IBV, a member of the genus Gammacoronavirus in the family Coronaviridae, order Nidovirales, is an enveloped virus with an unsegmented, single-stranded positive sense 27.6 kb RNA genome. The 5′ two-thirds of the IBV genome comprises open reading frame (ORF) 1a/1ab which encodes 15 nonstructural proteins (nsp2 to 16) involved in virus RNA transcription, replication and polyprotein processing. The remaining one-third of the 3′ genome encodes structural proteins, i.e., spike (S), small membrane (E), integral membrane (M), nucleocapsid (N), and four accessory proteins (ORFs 3a, 3b, 5a, 5b). Untranslated regions (UTRs) approximately 500 nucleotides in length at the 5′- and 3′- termini of the IBV RNA genome called 5′UTR and 3′UTR, respectively, are predicted to form stem-loop structures that are important for transcription and replication of viral RNA. The IBV genome is organized as follows: 5′UTR-1a/1ab-S-3a-3b-E-M-5a-5b-N-3′UTR (Cavanagh, 2007; Dalton et al., 2001).

The genome of IBV, like that of other RNA viruses, exhibits substantial genetic diversity due primarily to an error-prone RNA-dependent RNA polymerase. The evolution of genetic mutants and selective pressure in vivo leads to the emergence of phenotypic variants differing in cell/tissue tropism, pathogenicity, and immunogenicity. In the IBV genome, the S gene, encoding S glycoprotein that initiates viral infection of host cells, is the most highly divergent, presumably as a consequence of immune selection pressure in vivo (Jackwood et al., 2012; Wickramasinghe et al., 2014). S glycoprotein, a highly glycosylated class I viral fusion protein, is post-translationally cleaved to an amino-terminal S1 subunit and a carboxyl-terminal S2 subunit, which function in receptor binding and virus–cell membrane fusion, respectively (Masters, 2006; Wickramasinghe et al., 2014). Among the various IBV strains, the S1 subunit is the most divergent in amino acid sequence, while the S2 subunit is relatively well-conserved (Wickramasinghe et al., 2014).

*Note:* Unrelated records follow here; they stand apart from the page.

use std::time::Duration;

use thiserror::Error;

use crate::protocol::Characteristic;

/// Link-level failures reported by the connection manager and its transports.
#[derive(Debug, Clone, Error, PartialEq, Eq)]
pub enum ConnectionError {
    #[error("device not found during scan: {target}")]
    DeviceNotFound { target: String },
    #[error("connection failed: {0}")]
    ConnectFailed(String),
    #[error("command write failed: {0}")]
    WriteFailed(String),
    #[error("subscribe to {characteristic:?} failed: {reason}")]
    SubscribeFailed {
        characteristic: Characteristic,
        reason: String,
    },
    #[error("link is not connected")]
    NotConnected,
}

/// A notification payload that could not be decoded.
///
/// Always absorbed by the capture session; never crosses the driver boundary.
#[derive(Debug, Clone, Copy, Error, PartialEq, Eq)]
pub enum MalformedNotification {
    #[error("empty notification payload")]
    Empty,
    #[error("notification too short: {len} bytes")]
    TooShort { len: usize },
    #[error("unknown status code {0}")]
    UnknownStatus(u8),
    #[error("unknown command code {0}")]
    UnknownCommand(u8),
}

/// Terminal failures of one capture attempt.
#[derive(Debug, Clone, Error, PartialEq, Eq)]
pub enum CaptureError {
    #[error("capture timed out after {after:?} without a completion status")]
    Timeout { after: Duration },
    #[error("device reported a capture error")]
    DeviceReportedError,
    #[error("start command write failed: {0}")]
    WriteFailed(String),
    #[error("capture completed but no samples were received")]
    MalformedStream,
    #[error("capture already in progress")]
    Busy,
    #[error("link error: {0}")]
    Link(#[from] ConnectionError),
}

pub type Result<T> = std::result::Result<T, CaptureError>;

The S1 subunit represents a receptor binding region and major antigenic epitopes for virus neutralizing (VN) antibody, so mutations in the S1 subunit are one of the major factors that drive the evolution of variant viruses with distinct cell/tissue tropism and serotype specificity (Cavanagh et al., 1988; Kant et al., 1992; Promkuntod et al., 2014; Shan et al., 2018). Based on S1 gene sequences, phylogenetic analysis has identified several genotypes (Jackwood, 2012).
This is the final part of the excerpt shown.